The task.
Would you please report how many lines of the listing contain "fresh"? Reply with that number only.

════════════════

//! The visualizer board: an n×n grid of [`CellState`] values.
//!
//! [`Grid`] uses shared backing storage (`Rc<RefCell<...>>`). Cloning a
//! grid yields another handle onto the same cells, so the rendering side
//! and a running search can each hold one while all mutation goes through
//! `&self` methods.

use std::cell::RefCell;
use std::rc::Rc;

use crate::cell::CellState;
use crate::geom::Point;

/// Neighbor offsets in fixed exploration order: down, up, right, left.
const NEIGHBOR_OFFSETS: [Point; 4] = [
    Point::new(0, 1),
    Point::new(0, -1),
    Point::new(1, 0),
    Point::new(-1, 0),
];

/// Shared backing buffer for board data.
#[derive(Debug)]
struct Board {
    cells: Vec<CellState>,
    side: i32,
    start: Option<Point>,
    goal: Option<Point>,
}

impl Board {
    fn contains(&self, p: Point) -> bool {
        p.x >= 0 && p.x < self.side && p.y >= 0 && p.y < self.side
    }

    fn index(&self, p: Point) -> usize {
        (p.y * self.side + p.x) as usize
    }
}

/// An n×n board of [`CellState`] values with shared-handle semantics.
///
/// At most one cell holds `Start` and at most one holds `Goal`. Placement
/// goes through the guarded `make_*` operations, which refuse invalid
/// transitions (returning `false`) instead of panicking. The `mark_*`
/// operations used by a search never overwrite the endpoints.
#[derive(Debug, Clone)]
pub struct Grid {
    board: Rc<RefCell<Board>>,
}

impl Grid {
    /// Create a new `side` × `side` board, all cells `Empty`.
    pub fn new(side: i32) -> Self {
        let side = side.max(0);
        let cells = vec![CellState::Empty; (side * side) as usize];
        Self {
            board: Rc::new(RefCell::new(Board {
                cells,
                side,
                start: None,
                goal: None,
            })),
        }
    }

    /// Side length of the board.
    pub fn side(&self) -> i32 {
        self.board.borrow().side
    }

    /// Whether the board contains the given point.
    pub fn contains(&self, p: Point) -> bool {
        self.board.borrow().contains(p)
    }

    /// Get the cell state at a point, or `None` if out of bounds.
    pub fn at(&self, p: Point) -> Option<CellState> {
        let b = self.board.borrow();
        if !b.contains(p) {
            return None;
        }
        let idx = b.index(p);
        Some(b.cells[idx])
    }

    /// Whether the cell at `p` is a barrier.
    pub fn is_barrier(&self, p: Point) -> bool {
        self.at(p) == Some(CellState::Barrier)
    }

    /// The tracked start position, if placed.
    pub fn start(&self) -> Option<Point> {
        self.board.borrow().start
    }

    /// The tracked goal position, if placed.
    pub fn goal(&self) -> Option<Point> {
        self.board.borrow().goal
    }

    // -----------------------------------------------------------------------
    // Guarded placement
    // -----------------------------------------------------------------------

    /// Place the start at `p`.
    ///
    /// Refused (`false`) if `p` is out of bounds, a start already exists,
    /// or `p` holds the goal. Any other prior state is overwritten.
    pub fn make_start(&self, p: Point) -> bool {
        let mut b = self.board.borrow_mut();
        if !b.contains(p) || b.start.is_some() || b.goal == Some(p) {
            return false;
        }
        let idx = b.index(p);
        b.cells[idx] = CellState::Start;
        b.start = Some(p);
        true
    }

    /// Place the goal at `p`.
    ///
    /// Refused (`false`) if `p` is out of bounds, a goal already exists,
    /// or `p` holds the start. Any other prior state is overwritten.
    pub fn make_goal(&self, p: Point) -> bool {
        let mut b = self.board.borrow_mut();
        if !b.contains(p) || b.goal.is_some() || b.start == Some(p) {
            return false;
        }
        let idx = b.index(p);
        b.cells[idx] = CellState::Goal;
        b.goal = Some(p);
        true
    }

    /// Place a barrier at `p`.
    ///
    /// Refused (`false`) if `p` is out of bounds or holds an endpoint.
    pub fn make_barrier(&self, p: Point) -> bool {
        let mut b = self.board.borrow_mut();
        if !b.contains(p) || b.start == Some(p) || b.goal == Some(p) {
            return false;
        }
        let idx = b.index(p);
        b.cells[idx] = CellState::Barrier;
        true
    }

    /// Reset `p` to `Empty`, untracking it if it held the start or goal.
    ///
    /// Refused (`false`) only when out of bounds.
    pub fn clear_cell(&self, p: Point) -> bool {
        let mut b = self.board.borrow_mut();
        if !b.contains(p) {
            return false;
        }
        let idx = b.index(p);
        b.cells[idx] = CellState::Empty;
        if b.start == Some(p) {
            b.start = None;
        }
        if b.goal == Some(p) {
            b.goal = None;
        }
        true
    }

    // -----------------------------------------------------------------------
    // Search markings
    // -----------------------------------------------------------------------

    /// Mark `p` as discovered by the search. No-op out of bounds or on an
    /// endpoint.
    pub fn mark_frontier(&self, p: Point) {
        self.mark(p, CellState::Frontier);
    }

    /// Mark `p` as finalized by the search. No-op out of bounds or on an
    /// endpoint.
    pub fn mark_visited(&self, p: Point) {
        self.mark(p, CellState::Visited);
    }

    /// Mark `p` as lying on the reconstructed path. No-op out of bounds or
    /// on an endpoint.
    pub fn mark_path(&self, p: Point) {
        self.mark(p, CellState::Path);
    }

    fn mark(&self, p: Point, state: CellState) {
        let mut b = self.board.borrow_mut();
        if !b.contains(p) {
            return;
        }
        let idx = b.index(p);
        if b.cells[idx].is_endpoint() {
            return;
        }
        b.cells[idx] = state;
    }

    // -----------------------------------------------------------------------
    // Queries and bulk operations
    // -----------------------------------------------------------------------

    /// Append the in-bounds, non-barrier neighbors of `p` into `buf`, in
    /// fixed exploration order: down, up, right, left.
    ///
    /// Derived fresh from current board state on every call; the caller
    /// clears `buf` before calling.
    pub fn passable_neighbors(&self, p: Point, buf: &mut Vec<Point>) {
        let b = self.board.borrow();
        for d in NEIGHBOR_OFFSETS {
            let np = p.shift(d.x, d.y);
            if b.contains(np) && b.cells[b.index(np)].is_passable() {
                buf.push(np);
            }
        }
    }

    /// Count how many cells hold the given state.
    pub fn count(&self, state: CellState) -> usize {
        let b = self.board.borrow();
        b.cells.iter().filter(|&&c| c == state).count()
    }

    /// Reset every cell to `Empty` and untrack the endpoints.
    pub fn reset(&self) {
        let mut b = self.board.borrow_mut();
        b.cells.fill(CellState::Empty);
        b.start = None;
        b.goal = None;
    }

    /// Reset every `Frontier`, `Visited` and `Path` cell to `Empty`,
    /// leaving barriers and endpoints in place.
    pub fn clear_search_marks(&self) {
        let mut b = self.board.borrow_mut();
        for cell in b.cells.iter_mut() {
            if cell.is_search_mark() {
                *cell = CellState::Empty;
            }
        }
    }

    /// Iterate over `(Point, CellState)` pairs in row-major order.
    pub fn iter(&self) -> GridIter {
        let b = self.board.borrow();
        // Collect a snapshot so we don't hold the borrow across the iterator.
        let items: Vec<(Point, CellState)> = b
            .cells
            .iter()
            .enumerate()
            .map(|(i, &cell)| {
                let p = Point::new(i as i32 % b.side, i as i32 / b.side);
                (p, cell)
            })
            .collect();
        GridIter { items, pos: 0 }
    }
}

/// Iterator over (Point, CellState) pairs of a Grid snapshot.
pub struct GridIter {
    items: Vec<(Point, CellState)>,
    pos: usize,
}

impl Iterator for GridIter {
    type Item = (Point, CellState);

    fn next(&mut self) -> Option<Self::Item> {
        if self.pos < self.items.len() {
            let item = self.items[self.pos];
            self.pos += 1;
            Some(item)
        } else {
            None
        }
    }

    fn size_hint(&self) -> (usize, Option<usize>) {
        let remaining = self.items.len() - self.pos;
        (remaining, Some(remaining))
    }
}

impl ExactSizeIterator for GridIter {}

#[cfg(test)]
mod tests {
    use super::*;

    #[test]
    fn test_new_all_empty() {
        let g = Grid::new(4);
        assert_eq!(g.side(), 4);
        assert_eq!(g.count(CellState::Empty), 16);
        assert_eq!(g.start(), None);
        assert_eq!(g.goal(), None);
    }

    #[test]
    fn test_at_out_of_bounds() {
        let g = Grid::new(3);
        assert_eq!(g.at(Point::new(3, 0)), None);
        assert_eq!(g.at(Point::new(0, -1)), None);
        assert_eq!(g.at(Point::new(2, 2)), Some(CellState::Empty));
    }

    #[test]
    fn test_clone_shares_cells() {
        let g = Grid::new(4);
        let view = g.clone();
        assert!(g.make_barrier(Point::new(1, 1)));
        assert_eq!(view.at(Point::new(1, 1)), Some(CellState::Barrier));
    }

    #[test]
    fn test_start_goal_guards() {
        let g = Grid::new(5);
        assert!(g.make_start(Point::new(0, 0)));
        // Second start is refused.
        assert!(!g.make_start(Point::new(1, 1)));
        // Goal on the start cell is refused.
        assert!(!g.make_goal(Point::new(0, 0)));
        assert!(g.make_goal(Point::new(4, 4)));
        // Out of bounds is refused.
        assert!(!g.make_goal(Point::new(5, 5)));
        assert_eq!(g.start(), Some(Point::new(0, 0)));
        assert_eq!(g.goal(), Some(Point::new(4, 4)));
    }

    #[test]
    fn test_start_replaces_barrier() {
        // Painting rule: after erasing the start, the next placement may
        // land on any non-goal cell, including an existing barrier.
        let g = Grid::new(3);
        assert!(g.make_barrier(Point::new(1, 1)));
        assert!(g.make_start(Point::new(1, 1)));
        assert_eq!(g.at(Point::new(1, 1)), Some(CellState::Start));
        assert!(!g.is_barrier(Point::new(1, 1)));
    }

    #[test]
    fn test_barrier_refuses_endpoints() {
        let g = Grid::new(3);
        assert!(g.make_start(Point::new(0, 0)));
        assert!(g.make_goal(Point::new(2, 2)));
        assert!(!g.make_barrier(Point::new(0, 0)));
        assert!(!g.make_barrier(Point::new(2, 2)));
        assert!(g.make_barrier(Point::new(1, 1)));
        assert_eq!(g.at(Point::new(0, 0)), Some(CellState::Start));
    }

    #[test]
    fn test_clear_cell_untracks() {
        let g = Grid::new(3);
        assert!(g.make_start(Point::new(0, 0)));
        assert!(g.clear_cell(Point::new(0, 0)));
        assert_eq!(g.start(), None);
        assert_eq!(g.at(Point::new(0, 0)), Some(CellState::Empty));
        // A fresh start can now be placed elsewhere.
        assert!(g.make_start(Point::new(1, 0)));
        assert!(!g.clear_cell(Point::new(9, 9)));
    }

    #[test]
    fn test_marks_never_overwrite_endpoints() {
        let g = Grid::new(3);
        assert!(g.make_start(Point::new(0, 0)));
        assert!(g.make_goal(Point::new(2, 2)));
        g.mark_frontier(Point::new(0, 0));
        g.mark_visited(Point::new(2, 2));
        g.mark_path(Point::new(2, 2));
        assert_eq!(g.at(Point::new(0, 0)), Some(CellState::Start));
        assert_eq!(g.at(Point::new(2, 2)), Some(CellState::Goal));
        g.mark_visited(Point::new(1, 1));
        assert_eq!(g.at(Point::new(1, 1)), Some(CellState::Visited));
    }

    #[test]
    fn test_neighbor_order() {
        let g = Grid::new(5);
        let mut buf = Vec::new();
        g.passable_neighbors(Point::new(2, 2), &mut buf);
        assert_eq!(
            buf,
            vec![
                Point::new(2, 3), // down
                Point::new(2, 1), // up
                Point::new(3, 2), // right
                Point::new(1, 2), // left
            ]
        );
    }

    #[test]
    fn test_neighbors_bounds_and_barriers() {
        let g = Grid::new(3);
        assert!(g.make_barrier(Point::new(1, 0)));
        let mut buf = Vec::new();
        g.passable_neighbors(Point::new(0, 0), &mut buf);
        // Up and left are out of bounds, right is a barrier.
        assert_eq!(buf, vec![Point::new(0, 1)]);
    }

    #[test]
    fn test_neighbors_idempotent() {
        let g = Grid::new(4);
        assert!(g.make_barrier(Point::new(2, 1)));
        let mut a = Vec::new();
        let mut b = Vec::new();
        g.passable_neighbors(Point::new(1, 1), &mut a);
        g.passable_neighbors(Point::new(1, 1), &mut b);
        assert_eq!(a, b);
    }

    #[test]
    fn test_reset() {
        let g = Grid::new(3);
        assert!(g.make_start(Point::new(0, 0)));
        assert!(g.make_goal(Point::new(2, 0)));
        assert!(g.make_barrier(Point::new(1, 1)));
        g.mark_visited(Point::new(0, 1));
        g.reset();
        assert_eq!(g.count(CellState::Empty), 9);
        assert_eq!(g.start(), None);
        assert_eq!(g.goal(), None);
    }

    #[test]
    fn test_clear_search_marks_is_selective() {
        let g = Grid::new(3);
        assert!(g.make_start(Point::new(0, 0)));
        assert!(g.make_goal(Point::new(2, 0)));
        assert!(g.make_barrier(Point::new(1, 1)));
        g.mark_frontier(Point::new(0, 1));
        g.mark_visited(Point::new(1, 0));
        g.mark_path(Point::new(2, 1));
        g.clear_search_marks();
        assert_eq!(g.count(CellState::Frontier), 0);
        assert_eq!(g.count(CellState::Visited), 0);
        assert_eq!(g.count(CellState::Path), 0);
        assert_eq!(g.at(Point::new(0, 0)), Some(CellState::Start));
        assert_eq!(g.at(Point::new(2, 0)), Some(CellState::Goal));
        assert_eq!(g.at(Point::new(1, 1)), Some(CellState::Barrier));
    }

    #[test]
    fn test_iter_row_major() {
        let g = Grid::new(2);
        assert!(g.make_barrier(Point::new(1, 0)));
        let items: Vec<_> = g.iter().collect();
        assert_eq!(items.len(), 4);
        assert_eq!(items[0], (Point::new(0, 0), CellState::Empty));
        assert_eq!(items[1], (Point::new(1, 0), CellState::Barrier));
        assert_eq!(items[2], (Point::new(0, 1), CellState::Empty));
    }
}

════════════════

Reply to the task.
2